Pemilihan presiden di Indonesia yang dilakukan melalui proses voting-pun mewarisi karakteristik yang sama. Satu hal yang perlu diperhatikan adalah pemilihan presiden memiliki kompleksitas yang tinggi dan impact yang sangat besar bagi kehidupan sosial dan politik Indonesia. Penyelenggara pemilihan (election administrator), dalam hal ini KPU, dituntut mempersiapkan legal apparatus yang kuat di tingkatan teknis dan operasional, merancang sistem pemilihan yang baik, melaksanakan dan mengawal proses pemilihan agar sesuai dengan dengan rancangan, hingga meng-audit hasil pemilihan secara transparan.
Apapun sistem pemungutan suara yang diterapkan, termasuk usulan pemanfaatan e-voting yang menjadi fokus diskusi dalam tulisan ini, pada akhirnya harus mampu memenuhi tuntutan-tuntutan yang sama. Kelemahan performa e-voting akan menghasilkan dampak negatif yang sangat besar. Kelemahan performa e-voting berkaitan dengan kegagalan pemanfaatan budget pemilihan. Kelemahan performa e-votingmemungkinkan masuknya kepentingan pihak-pihak yang ingin mengacaukan proses dan hasil pemilihan. Dan yang paling penting adalah kelemahan performa e-voting dapat mengurangi kepercayaan masyarakat (public confidence) pada e-voting dan hasil pemilihan presiden. Jika ini terjadi, election administratorkemungkinan harus mengulang proses pemilihan, yang artinya pembengkakan biaya demokrasi. Rendahnyapublic confidence yang berlarut-larut pada akhirnya dapat membahayakan kehidupan negara. Yang demikian adalah alasan menggolongkan e-voting sebagai Safety Critical System [1].

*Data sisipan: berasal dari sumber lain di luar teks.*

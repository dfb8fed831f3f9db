pub mod key_material;
pub mod rotator;

pub use key_material::decode_host_key;
pub use rotator::{HostKeyRotator, RotatorError};
use std::sync::Arc;

use sftpflow_contract::S3Notification;
use sftpflow_providers::InMemoryObjectStore;
use tracing::info;

use crate::topic::Topic;

/// A staging bucket that publishes an object-created notification to a topic
/// after every completed write.
#[derive(Clone)]
pub struct BucketNotifier {
    bucket: String,
    store: Arc<InMemoryObjectStore>,
}

impl BucketNotifier {
    pub fn new(bucket: impl Into<String>, store: Arc<InMemoryObjectStore>) -> Self {
        Self {
            bucket: bucket.into(),
            store,
        }
    }

    pub fn bucket(&self) -> &str {
        &self.bucket
    }

    /// Store the object, then publish. Returns the published message id.
    pub async fn put_object(
        &self,
        topic: &Topic,
        key: &str,
        body: impl Into<Vec<u8>>,
    ) -> anyhow::Result<String> {
        let body = body.into();
        let size = body.len() as u64;
        self.store.put_object(&self.bucket, key, body).await;

        let notification = S3Notification::object_created(&self.bucket, key, Some(size));
        let message = serde_json::to_string(&notification)?;
        let message_id = topic.publish(Some("Amazon S3 Notification"), message);
        info!(bucket = %self.bucket, key, message_id = %message_id, "upload notification published");
        Ok(message_id)
    }
}
use serde::{Deserialize, Serialize};
use serde_json::Value;

use crate::error::ContractError;

/// A lifecycle request from the deployment orchestrator for the host key resource.
#[derive(Debug, Clone, Serialize, Deserialize, PartialEq)]
#[serde(tag = "RequestType")]
pub enum HostKeyEvent {
    Create {
        #[serde(rename = "RequestId")]
        request_id: String,
        #[serde(rename = "ResourceProperties", default)]
        properties: HostKeyProperties,
    },
    Update {
        #[serde(rename = "RequestId")]
        request_id: String,
        #[serde(
            rename = "PhysicalResourceId",
            default,
            skip_serializing_if = "Option::is_none"
        )]
        physical_resource_id: Option<String>,
        #[serde(rename = "ResourceProperties", default)]
        properties: HostKeyProperties,
    },
    Delete {
        #[serde(rename = "RequestId")]
        request_id: String,
        #[serde(
            rename = "PhysicalResourceId",
            default,
            skip_serializing_if = "Option::is_none"
        )]
        physical_resource_id: Option<String>,
        #[serde(rename = "ResourceProperties", default)]
        properties: HostKeyProperties,
    },
}

impl HostKeyEvent {
    pub fn request_type(&self) -> &'static str {
        match self {
            Self::Create { .. } => "Create",
            Self::Update { .. } => "Update",
            Self::Delete { .. } => "Delete",
        }
    }

    pub fn request_id(&self) -> &str {
        match self {
            Self::Create { request_id, .. }
            | Self::Update { request_id, .. }
            | Self::Delete { request_id, .. } => request_id,
        }
    }

    pub fn properties(&self) -> &HostKeyProperties {
        match self {
            Self::Create { properties, .. }
            | Self::Update { properties, .. }
            | Self::Delete { properties, .. } => properties,
        }
    }
}

#[derive(Debug, Clone, Default, Serialize, Deserialize, PartialEq, Eq)]
pub struct HostKeyProperties {
    #[serde(rename = "serverId", default)]
    pub server_id: String,
    #[serde(rename = "hostKeySecretArn", default)]
    pub host_key_secret_arn: String,
    /// Changing this value is what makes the orchestrator send an `Update`.
    #[serde(rename = "hostKeyVersion", default)]
    pub host_key_version: String,
}

impl HostKeyProperties {
    pub fn validate(&self) -> Result<HostKeyRequest, ContractError> {
        if self.server_id.trim().is_empty() {
            return Err(ContractError::MissingField("serverId"));
        }
        if self.host_key_secret_arn.trim().is_empty() {
            return Err(ContractError::MissingField("hostKeySecretArn"));
        }
        Ok(HostKeyRequest {
            server_id: self.server_id.clone(),
            host_key_secret_arn: self.host_key_secret_arn.clone(),
            host_key_version: self.host_key_version.clone(),
        })
    }
}

/// Properties that passed validation for a `Create` or `Update`.
#[derive(Debug, Clone, PartialEq, Eq)]
pub struct HostKeyRequest {
    pub server_id: String,
    pub host_key_secret_arn: String,
    pub host_key_version: String,
}

#[derive(Debug, Clone, Default, Serialize, Deserialize, PartialEq, Eq)]
pub struct CustomResourceResponse {
    #[serde(
        rename = "PhysicalResourceId",
        default,
        skip_serializing_if = "Option::is_none"
    )]
    pub physical_resource_id: Option<String>,
}

pub fn decode_host_key_event(payload: Value) -> Result<HostKeyEvent, ContractError> {
    let request_type = payload
        .get("RequestType")
        .and_then(Value::as_str)
        .unwrap_or_default();
    if !matches!(request_type, "Create" | "Update" | "Delete") {
        return Err(ContractError::InvalidRequestType(request_type.to_string()));
    }

    serde_json::from_value(payload).map_err(|source| ContractError::Payload {
        what: "custom resource request",
        source,
    })
}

E-voting, baik yang dilaksanakan dalam controlled environment – seperti polling stations, maupun dalamuncontrolled environment – seperti di rumah atau kantor melalui personal computer, harus berbasis internet protocol. Internet berfungsi mulai dari menampilkan electronic ballot hingga mengirimkan data suara ke pusat tabulasi. Yang perlu dipahami adalah bahwa internet adalah sebuah sistem yang memiliki banyak lubang keamanan yang dapat mengancam kelancaran dan kredibilitas e-voting dan hasilnya.

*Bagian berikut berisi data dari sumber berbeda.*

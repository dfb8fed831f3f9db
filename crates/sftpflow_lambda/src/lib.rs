//! Function entry points. The binaries only wire real AWS clients into these
//! handlers; everything below runs the same against the in-memory providers.

use std::sync::Arc;

use lambda_runtime::{Error, LambdaEvent};
use serde_json::Value;
use sftpflow_archive::ArchiveMover;
use sftpflow_config::ArchiveEnv;
use sftpflow_hostkey::HostKeyRotator;
use sftpflow_providers::ObjectStore;
use tracing::info;

/// CloudWatch stamps every line, so the subscriber skips its own timestamp.
pub fn init_tracing() {
    tracing_subscriber::fmt()
        .with_env_filter(
            tracing_subscriber::EnvFilter::try_from_default_env()
                .unwrap_or_else(|_| "info,aws_config=warn,aws_smithy_runtime=warn".into()),
        )
        .with_ansi(false)
        .without_time()
        .init();
}

pub fn archive_mover_from_env(
    store: Arc<dyn ObjectStore>,
    env: &ArchiveEnv,
) -> ArchiveMover {
    let mover = ArchiveMover::new(store, env.archive_bucket.clone());
    match env.concurrency {
        Some(limit) => mover.with_concurrency(limit),
        None => mover,
    }
}

pub async fn archive_handler(
    mover: &ArchiveMover,
    event: LambdaEvent<Value>,
) -> Result<Value, Error> {
    let (payload, context) = event.into_parts();
    info!(
        request_id = %context.request_id,
        archive_bucket = %mover.archive_bucket(),
        "archive invocation"
    );
    let receipt = mover.handle(payload).await?;
    Ok(serde_json::to_value(receipt)?)
}

pub async fn host_key_handler(
    rotator: &HostKeyRotator,
    event: LambdaEvent<Value>,
) -> Result<Value, Error> {
    let (payload, context) = event.into_parts();
    info!(request_id = %context.request_id, "host key invocation");
    let response = rotator.handle(payload).await?;
    Ok(serde_json::to_value(response)?)
}

#[cfg(test)]
mod tests {
    use std::sync::Arc;

    use base64::{engine::general_purpose::STANDARD, Engine};
    use lambda_runtime::{Context, LambdaEvent};
    use serde_json::{json, Value};
    use sftpflow_config::ArchiveEnv;
    use sftpflow_contract::{S3Notification, SnsEvent, SnsMessage};
    use sftpflow_hostkey::HostKeyRotator;
    use sftpflow_providers::{InMemoryEndpointManager, InMemoryObjectStore, InMemorySecretStore};

    use super::{archive_handler, archive_mover_from_env, host_key_handler};

    fn invocation(payload: Value) -> LambdaEvent<Value> {
        LambdaEvent::new(payload, Context::default())
    }

    fn upload_event(bucket: &str, key: &str) -> Value {
        let note = S3Notification::object_created(bucket, key, Some(4));
        let event = SnsEvent::from_messages(vec![SnsMessage {
            message_id: Some("m-1".to_string()),
            topic_arn: None,
            subject: None,
            timestamp: None,
            message: serde_json::to_string(&note).expect("encode"),
        }]);
        serde_json::to_value(event).expect("encode")
    }

    #[tokio::test]
    async fn archive_handler_returns_success_receipt() {
        let store = Arc::new(InMemoryObjectStore::new());
        store.put_object("src", "home/alice/report 1.csv", b"data".to_vec()).await;
        let env = ArchiveEnv {
            archive_bucket: "archive".to_string(),
            concurrency: Some(4),
        };
        let mover = archive_mover_from_env(store.clone(), &env);

        let response = archive_handler(&mover, invocation(upload_event("src", "home/alice/report 1.csv")))
            .await
            .expect("archive");

        assert_eq!(response, json!({ "success": true }));
        assert!(store.contains("archive", "home/alice/report 1.csv").await);
        assert!(!store.contains("src", "home/alice/report 1.csv").await);
    }

    #[tokio::test]
    async fn archive_handler_surfaces_failures() {
        let store = Arc::new(InMemoryObjectStore::new());
        let env = ArchiveEnv {
            archive_bucket: "archive".to_string(),
            concurrency: None,
        };
        let mover = archive_mover_from_env(store, &env);

        let err = archive_handler(&mover, invocation(json!({ "Records": "nope" })))
            .await
            .expect_err("malformed");
        assert!(!err.to_string().is_empty());
    }

    #[tokio::test]
    async fn host_key_handler_echoes_request_id_on_create() {
        let secrets = Arc::new(InMemorySecretStore::new());
        secrets.insert("arn:secret", &STANDARD.encode("KEY")).await;
        let endpoint = Arc::new(InMemoryEndpointManager::new());
        let rotator = HostKeyRotator::new(secrets, endpoint.clone());

        let response = host_key_handler(
            &rotator,
            invocation(json!({
                "RequestType": "Create",
                "RequestId": "req-42",
                "ResourceProperties": {
                    "serverId": "s-1",
                    "hostKeySecretArn": "arn:secret"
                }
            })),
        )
        .await
        .expect("create");

        assert_eq!(response, json!({ "PhysicalResourceId": "req-42" }));
        assert_eq!(endpoint.updates(), 1);
    }
}
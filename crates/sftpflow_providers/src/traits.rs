use async_trait::async_trait;
use sftpflow_contract::CopySource;

use crate::error::ProviderError;

/// Bucket/key object storage with server-side copy.
#[async_trait]
pub trait ObjectStore: Send + Sync {
    /// Copy `source` to `dest_bucket/dest_key` without moving bytes through the caller.
    /// Returns [`ProviderError::ObjectNotFound`] when the source does not exist.
    async fn copy_object(
        &self,
        source: &CopySource,
        dest_bucket: &str,
        dest_key: &str,
    ) -> Result<(), ProviderError>;

    /// Deleting a key that does not exist succeeds.
    async fn delete_object(&self, bucket: &str, key: &str) -> Result<(), ProviderError>;

    async fn object_exists(&self, bucket: &str, key: &str) -> Result<bool, ProviderError>;
}

#[async_trait]
pub trait SecretStore: Send + Sync {
    async fn secret_string(&self, secret_id: &str) -> Result<String, ProviderError>;
}

/// Management API of the SFTP endpoint.
#[async_trait]
pub trait EndpointManager: Send + Sync {
    /// Install `host_key` on the server and return the server id it reports.
    async fn update_host_key(&self, server_id: &str, host_key: &str)
        -> Result<String, ProviderError>;
}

Para ahli komputer dan sistem informasi sedunia sepakat dalam hal kelemahan sistem keamanan internet dan pemanfaatannya untuk e-voting. Bruce Schneier, pendiri Counterpane Internet Security Inc., mengatakan dalam [2]: “A secure internet voting system is theoretically possible, but it would be the first secure networked application ever created in the history of computers”. Kemudian dalam sebuah artikelnya, Rebecca Mercuri [3], meng-quote pernyataan Peter Neumann – peneliti senior di SRI International’s Computer Science Laboratory – bahwa “The internet is not safe for elections, due to its vast potential for disruption by viruses, denial-or-service flooding, spoofing, and other commonplace malicious interventions”.
David Jefferson and Aviel Rubin [4], peneliti senior di bidang e-voting dan anggota Security Peer Review Group(SPRG), menegaskan dalam laporan mereka kepada U.S. Department of Justice bahwa kelemahan internet dalam penerapan e-voting “…are fundamental in the architecture of the Internet and of the PC hardware and software that is ubiquitous today. They cannot all be eliminated for the foreseeable future without some unforeseen radical breakthrough. It is quite possible that they will not be eliminated without a wholesale redesign and replacement of much of the hardware and software security systems that are part of, or connected to, today’s Internet.”. Selain itu, National Institute of Standard and Technology yang sangat berpengaruh di Amerika menyatakan dalam laporan mereka [5] kepada Technical Guideline Development Committee (TGDC) bahwa perangkat e-voting “in practical terms cannot be made secure”.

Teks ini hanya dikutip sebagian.